Definition
Tube-shaped enclosed spaces inside an aircraft reciprocating engine where the fuel-air mixture is ignited and burned. In a typical piston engine, each cylinder forms one combustion chamber, with the piston sealing the bottom and the cylinder head sealing the top. The burning mixture expands inside this chamber and pushes the piston down, producing the power that turns the propeller.
Plain English
The round, tube-shaped spaces inside an engine where fuel and air burn to make power.

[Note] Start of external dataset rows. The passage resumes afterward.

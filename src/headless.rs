//! One-shot analysis without the window, for scripts and quick checks.

use std::fmt::Write as _;
use std::sync::Arc;

use anyhow::{Context, Result};

use crate::Cli;
use crate::config::{ANALYSIS, JsonFileStore, UserSettings};
use crate::data::{LiveTickFeed, SourceResolver};
use crate::domain::PricePoint;
use crate::domain::symbol::normalize_symbol;
use crate::engine::{AnalyzeOutcome, DashboardObserver, DashboardSession, SessionStatus};
use crate::models::{AnalysisResult, Forecast};

/// Forwards session events to the log.
struct LogObserver;

impl DashboardObserver for LogObserver {
    fn on_analysis_updated(&self, result: Arc<AnalysisResult>) {
        log::info!("📊 Analysis ready for {}", result.symbol());
    }

    fn on_live_price(&self, symbol: &str, point: PricePoint) {
        log::info!("{} live {:.4}", symbol, point.price);
    }

    fn on_status(&self, symbol: &str, status: SessionStatus) {
        log::info!("{} {:?}", symbol, status);
    }
}

fn opt(value: Option<f64>, decimals: usize) -> String {
    value
        .map(|v| format!("{:.*}", decimals, v))
        .unwrap_or_else(|| "-".to_string())
}

/// Plain-text rendering of a result, one fact per line.
pub fn format_report(result: &AnalysisResult) -> String {
    let mut out = String::new();
    match result {
        AnalysisResult::NoData {
            symbol,
            interval,
            attempts,
        } => {
            let _ = writeln!(out, "{} {}: no data available", symbol, interval);
            for attempt in attempts {
                let _ = writeln!(out, "  {}", attempt);
            }
        }
        AnalysisResult::Ready(a) => {
            let s = &a.snapshot;
            let _ = writeln!(
                out,
                "{} {} via {} ({} candles)",
                a.symbol,
                a.interval,
                a.source,
                a.history.len()
            );
            if a.is_coarser_than_requested() {
                if let Some(step) = a.source_step_ms {
                    let _ = writeln!(out, "note      source candles are {} s apart", step / 1000);
                }
            }
            let _ = writeln!(out, "price     {:.4}", a.latest_price);
            let _ = writeln!(out, "rsi       {}", opt(s.rsi, 2));
            let _ = writeln!(out, "ema       {}", opt(s.ema, 4));
            let _ = writeln!(out, "sma       {}", opt(s.sma, 4));
            let _ = writeln!(
                out,
                "macd      {} / {} / {}",
                opt(s.macd_line, 4),
                opt(s.macd_signal, 4),
                opt(s.macd_histogram, 4)
            );
            let _ = writeln!(out, "atr       {}", opt(s.atr, 4));
            match a.forecast {
                Forecast::Available(fit) => {
                    let _ = writeln!(out, "forecast  {:.4} (r2 {:.3})", fit.price, fit.r_squared);
                }
                Forecast::Unavailable => {
                    let _ = writeln!(out, "forecast  -");
                }
            }
            let _ = writeln!(out, "{}", a.narrative.summary);
        }
    }
    out
}

/// A session with the standard providers and no trade stream: nothing reads
/// live ticks in a one-shot run.
fn headless_session(backend_url: &str) -> DashboardSession {
    DashboardSession::new(
        SourceResolver::standard(backend_url),
        LiveTickFeed::disabled(),
        Arc::new(LogObserver),
        ANALYSIS,
    )
}

pub async fn run_headless(cli: &Cli) -> Result<String> {
    let store = JsonFileStore::open(&cli.settings)?;
    let settings = UserSettings::load(&store);

    let backend_url = cli.backend.clone().unwrap_or_else(|| settings.backend_url.clone());
    let symbol = cli
        .symbol
        .as_deref()
        .map(normalize_symbol)
        .or_else(|| settings.favorites.first().cloned())
        .context("No symbol given and no favorites configured")?;
    let interval = cli.interval.unwrap_or(ANALYSIS.default_interval);

    log::info!("🚀 Headless analysis of {} ({}) via {}", symbol, interval, backend_url);
    let session = headless_session(&backend_url);
    match session.analyze(&symbol, interval).await {
        AnalyzeOutcome::Current(result) => Ok(format_report(&result)),
        AnalyzeOutcome::Superseded => anyhow::bail!("Analysis of {} was superseded", symbol),
    }
}

#[cfg(test)]
mod tests {
    use super::*;
    use crate::data::ProviderId;
    use crate::data::providers::{AttemptOutcome, ProviderAttempt, ProviderError};
    use crate::domain::Interval;

    #[test]
    fn headless_session_opens_no_trade_stream() {
        let session = headless_session("http://127.0.0.1:9");
        assert!(!session.supports_live("BTCUSDT"));
    }

    #[test]
    fn no_data_report_lists_attempts() {
        let result = AnalysisResult::NoData {
            symbol: "FOOUSDT".to_string(),
            interval: Interval::OneHour,
            attempts: vec![ProviderAttempt {
                provider: ProviderId::ConfiguredBackend,
                outcome: AttemptOutcome::Failed(ProviderError::EmptyResult),
            }],
        };
        let report = format_report(&result);
        assert!(report.starts_with("FOOUSDT 1h: no data available"));
        assert!(report.contains("backend: empty result"));
    }
}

Each one is closed off at the top by the engine head and at the bottom by a moving piston that gets pushed down when the mixture ignites.
Context Anchor
Seen when studying how a reciprocating aircraft engine turns fuel, air, and a spark into power.
Derivation
‘Cylindrical’ comes from the Greek kylindros, meaning a roller or tube-shaped object. ‘Combustion’ comes from the Latin combustio, meaning ‘burning up.’ Put together, the phrase simply means ‘tube-shaped burning spaces’ — which is exactly what they are.
Why Pilots Care
The condition of these chambers directly affects engine power, smoothness, and reliability. Worn cylinders, fouled spark plugs, or detonation inside the combustion chambers can cause rough running or power loss — issues a pilot may detect during runup or in flight.
Grounding Statement
Picture each cylinder as having a small round space where the fuel and air are squeezed, lit, and turned into a push on the piston.
Intuition Check
Do not think of these as separate rooms added onto the engine. Here, chambers means the enclosed spaces inside the cylinders where the burning takes place.
Example Sentence 1
Most light aircraft engines use cylindrical combustion chambers arranged horizontally opposed, with two, four, or six cylinders firing in sequence.
Example Sentence 2
During preflight, pilots check for any signs of damage to the cylindrical combustion chambers through the exhaust analysis.